At any given time, over forty percent of us report difficulty getting to sleep or staying asleep during attempted sleep periods. Despite the huge numbers that these percentages imply, individuals with clinical insomnia form a much smaller subset of those reporting insomnia. So what about all of those highly frustrated individuals reporting insomnia that do not meet the criteria of a clinical insomnia subclass?
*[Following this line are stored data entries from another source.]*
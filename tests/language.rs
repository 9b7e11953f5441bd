use std::fs;

use turtlec::{ast::Statement, compile, compiler::evaluator::core::Context, error::LexError, parse};
use walkdir::WalkDir;

fn plot(source: &str) -> Vec<String> {
    compile(source).unwrap_or_else(|e| panic!("Script failed: {e}"))
                   .iter()
                   .map(ToString::to_string)
                   .collect()
}

fn assert_output(source: &str, expected: &[&str]) {
    assert_eq!(plot(source), expected, "for script:\n{source}");
}

fn assert_failure(source: &str) {
    if compile(source).is_ok() {
        panic!("Script succeeded but was expected to fail:\n{source}")
    }
}

#[test]
fn forward_with_a_variable() {
    assert_output("x := 10\nFORWARD x", &["M 10"]);
}

#[test]
fn conditional_picks_the_right_branch() {
    assert_output("IF 1 > 0 THEN RIGHT 90 ELSE LEFT 90 FI", &["R -90"]);
    assert_output("IF 0 > 1 THEN RIGHT 90 ELSE LEFT 90 FI", &["R 90"]);
}

#[test]
fn while_loop_repeats_its_body() {
    assert_output("x := 0\nWHILE x < 3 DO FORWARD 1 x := x + 1 OD",
                  &["M 1", "M 1", "M 1"]);
}

#[test]
fn while_with_false_condition_runs_zero_times() {
    assert_output("x := 5\nWHILE x < 0 DO FORWARD 1 OD", &[]);
}

#[test]
fn left_and_right_mirror_each_other() {
    assert_output("LEFT 33.5 RIGHT 33.5", &["R 33.5", "R -33.5"]);
}

#[test]
fn bare_actions_emit_their_letters() {
    assert_output("PENDOWN PENUP HOME PUSHSTATE POPSTATE",
                  &["D", "U", "H", "[", "]"]);
}

#[test]
fn arithmetic_precedence_and_grouping() {
    assert_output("FORWARD 2 + 3 * 4", &["M 14"]);
    assert_output("FORWARD (2 + 3) * 4", &["M 20"]);
    assert_output("FORWARD -3 + 5", &["M 2"]);
    assert_output("FORWARD +7", &["M 7"]);
    assert_output("FORWARD --4", &["M 4"]);
}

#[test]
fn division_follows_float_semantics() {
    assert_output("FORWARD 10 / 4", &["M 2.5"]);
    assert_output("FORWARD 1 / 0", &["M inf"]);
    assert_output("FORWARD -1 / 0", &["M -inf"]);
    assert_output("FORWARD 0 / 0", &["M NaN"]);
}

#[test]
fn comparisons_yield_canonical_truth() {
    assert_output("IF 2 <= 2 THEN FORWARD 1 FI", &["M 1"]);
    assert_output("IF 3 >= 4 THEN FORWARD 1 FI", &[]);
    assert_output("IF 1 <> 2 THEN FORWARD 1 FI", &["M 1"]);
    assert_output("IF 1 = 2 THEN FORWARD 1 FI", &[]);
    assert_output("IF 2 > 1 THEN FORWARD 1 FI", &["M 1"]);
    assert_output("IF 2 < 1 THEN FORWARD 1 FI", &[]);
}

#[test]
fn not_normalizes_truth() {
    assert_output("x := 2\nIF NOT NOT (x = 2) THEN FORWARD 1 FI", &["M 1"]);
    assert_output("IF NOT (1 = 2) THEN FORWARD 1 FI", &["M 1"]);
    assert_output("IF NOT (1 = 1) THEN FORWARD 1 FI", &[]);
}

#[test]
fn logical_connectives_combine_comparisons() {
    assert_output("IF 1 = 1 AND 2 = 2 THEN FORWARD 1 FI", &["M 1"]);
    assert_output("IF 1 = 2 AND 1 = 1 THEN FORWARD 1 FI", &[]);
    assert_output("IF 1 = 2 OR 2 = 2 THEN FORWARD 1 FI", &["M 1"]);
    assert_output("IF 1 = 2 OR 2 = 3 THEN FORWARD 1 FI", &[]);
}

#[test]
fn and_or_always_evaluate_both_sides() {
    // The left side already decides the result in both scripts; the error
    // can only come from evaluating the right side too.
    assert_failure("x := 0\nIF x = 1 AND y = 2 THEN FORWARD 1 FI");
    assert_failure("IF 1 = 1 OR y = 2 THEN FORWARD 1 FI");
}

#[test]
fn elsif_chains_take_the_first_true_branch() {
    let script = "x := 2\n\
                  IF x = 0 THEN FORWARD 1\n\
                  ELSIF x = 1 THEN FORWARD 2\n\
                  ELSIF x = 2 THEN FORWARD 3\n\
                  ELSE FORWARD 4\n\
                  FI";
    assert_output(script, &["M 3"]);

    assert_output("x := 5\nIF x = 0 THEN FORWARD 1 ELSIF x = 1 THEN FORWARD 2 FI",
                  &[]);
}

#[test]
fn leading_parenthesis_groups_a_condition() {
    assert_output("IF (1 = 1) THEN FORWARD 1 FI", &["M 1"]);
    assert_output("IF 1 + (2 * 3) = 7 THEN FORWARD 1 FI", &["M 1"]);
    // At condition position a parenthesis always opens a boolean group,
    // never an arithmetic operand.
    assert_failure("IF (1 + 2) < 3 THEN FORWARD 1 FI");
}

#[test]
fn conditions_require_a_comparison() {
    assert_failure("x := 1\nWHILE x DO FORWARD 1 OD");
}

#[test]
fn chained_comparisons_are_rejected() {
    assert_failure("IF 1 < 2 < 3 THEN FORWARD 1 FI");
}

#[test]
fn missing_do_is_a_parse_error() {
    let err = compile("WHILE 1 = 1 FORWARD 1 OD").expect_err("expected parse failure");
    assert!(err.to_string().contains("Expected 'DO'"), "got: {err}");
}

#[test]
fn stray_terminators_are_rejected() {
    assert_failure("OD");
    assert_failure("FORWARD 1 OD");
}

#[test]
fn incomplete_assign_operator_is_a_lex_error() {
    let err = compile("x : 5").expect_err("expected lex failure");
    assert!(err.downcast_ref::<LexError>().is_some(),
            "expected a LexError, got: {err}");
}

#[test]
fn unknown_characters_are_lex_errors() {
    let err = compile("FORWARD 5 ~").expect_err("expected lex failure");
    assert!(err.downcast_ref::<LexError>().is_some(),
            "expected a LexError, got: {err}");

    // A trailing dot is not part of a numeric literal.
    assert_failure("FORWARD 10.");
}

#[test]
fn unknown_variable_aborts_before_emitting() {
    let program = parse("FORWARD y").expect("parse failed");
    let mut context = Context::new();

    let result = program.iter()
                        .try_for_each(|statement| context.eval_statement(statement));

    assert!(result.is_err());
    assert!(context.commands.is_empty());
}

#[test]
fn output_before_a_runtime_error_is_kept() {
    let program = parse("FORWARD 5 FORWARD y").expect("parse failed");
    let mut context = Context::new();

    let result = program.iter()
                        .try_for_each(|statement| context.eval_statement(statement));

    assert!(result.is_err());
    let emitted: Vec<String> = context.commands.iter().map(ToString::to_string).collect();
    assert_eq!(emitted, ["M 5"]);
}

#[test]
fn errors_carry_line_numbers() {
    let err = compile("x := 1\nFORWARD z").expect_err("expected runtime failure");
    assert!(err.to_string().contains("line 2"), "got: {err}");

    let err = compile("# one\n# two\nFORWARD q").expect_err("expected runtime failure");
    assert!(err.to_string().contains("line 3"), "got: {err}");
}

#[test]
fn comments_are_skipped() {
    assert_output("FORWARD 1 # trailing comment\n# whole-line comment\nFORWARD 2",
                  &["M 1", "M 2"]);
}

#[test]
fn keywords_are_case_sensitive() {
    assert_output("forward := 3\nFORWARD forward", &["M 3"]);
}

#[test]
fn assignment_overwrites_the_binding() {
    assert_output("x := 1\nx := x + 1\nFORWARD x", &["M 2"]);
}

#[test]
fn decimal_literals_round_trip() {
    assert_output("FORWARD 3.25", &["M 3.25"]);
}

#[test]
fn empty_programs_compile_to_nothing() {
    assert_output("", &[]);
    assert_output("# nothing but a comment\n", &[]);
}

#[test]
fn nested_loops_interleave_their_commands() {
    let script = "i := 0\n\
                  WHILE i < 2 DO\n\
                  j := 0\n\
                  WHILE j < 2 DO FORWARD 1 j := j + 1 OD\n\
                  LEFT 90\n\
                  i := i + 1\n\
                  OD";
    assert_output(script, &["M 1", "M 1", "R 90", "M 1", "M 1", "R 90"]);
}

#[test]
fn statements_track_source_lines() {
    let program = parse("x := 1\nFORWARD x").expect("parse failed");
    assert_eq!(program.len(), 1);

    match &program[0] {
        Statement::Block { statements, .. } => {
            assert!(matches!(statements[0], Statement::Assignment { line: 1, .. }));
            assert!(matches!(statements[1], Statement::Forward { line: 2, .. }));
        },
        other => panic!("expected a block at top level, got {other:?}"),
    }
}

#[test]
fn same_source_compiles_identically() {
    let script = "a := 4\nWHILE a > 0 DO FORWARD a RIGHT 90 a := a - 1 OD";
    let first = compile(script).expect("first run failed");
    let second = compile(script).expect("second run failed");
    assert_eq!(first, second);
}

#[test]
fn example_works() {
    let contents = fs::read_to_string("tests/example.trtl").expect("missing file");
    let commands = compile(&contents).unwrap_or_else(|e| panic!("Script failed: {e}"));
    assert!(!commands.is_empty());
}

#[test]
fn script_corpus_matches_expected_output() {
    let mut count = 0;

    for entry in
        WalkDir::new("tests/scripts").into_iter()
                                     .filter_map(Result::ok)
                                     .filter(|e| {
                                         e.path().extension().is_some_and(|ext| ext == "trtl")
                                     })
    {
        let path = entry.path();
        let source =
            fs::read_to_string(path).unwrap_or_else(|e| panic!("Failed to read {path:?}: {e}"));
        let expected_path = path.with_extension("out");
        let expected = fs::read_to_string(&expected_path).unwrap_or_else(|e| {
                           panic!("Failed to read {expected_path:?}: {e}")
                       });

        let commands = compile(&source).unwrap_or_else(|e| panic!("{path:?} failed:\n{e}"));
        let actual: Vec<String> = commands.iter().map(ToString::to_string).collect();
        let expected: Vec<&str> = expected.lines().collect();
        assert_eq!(actual, expected, "output mismatch for {path:?}");

        count += 1;
    }

    assert!(count > 0, "No scripts found in tests/scripts");
}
It turns out that if they were put through a systematic process, many would show indications of other common sleep disorders in tandem with maladaptive beliefs and behaviors associated with sleep. Some would, indeed, present with clinical insomnia.

rule out disorders

The process of addressing insomnia complaints requires first ruling out other common sleep disorders with overlapping symptoms. This includes obstructive sleep apnea (OSA), restless legs syndrome (RLS), periodic limb movement disorder (PLMD) and MANY others. If ANY of these disorders are suspected they must be addressed as a priority even while continuing the investigative process of identifying OTHER contributions to insomnia, such as medication use, hyperarousal, circadian mistiming, or maladaptive behaviors. In practice— all of the components that contribute to insomnia, including other medical conditions, should be addressed.

treatment options

It is not advised to address insomnia complaints by asking your physician to prescribe a sleep aid for long-term use without addressing the many factors that contribute to delayed sleep onset or poor sleep quality in general. Chronic insomnia complaints should be referred to a board-certified sleep physician (BCSP) to evaluate, or a process that can be taken up by a BCSP, such as The Insomnia Clinic program. A BCSP has at their disposal a much wider range of options and evaluation tools designed to address the multiple components that cause clinically significant sleep disturbances. The key is to treat ALL the components. Interestingly, in 2016, Clinical Guidelines published by the American College of Physicians now recommends that all adult patients receive cognitive behavioral therapy for insomnia (CBT-I) as the FIRST treatment option for chronic insomnia (as opposed to sleeping pills). We will have more to say about CBT-I in other learning series.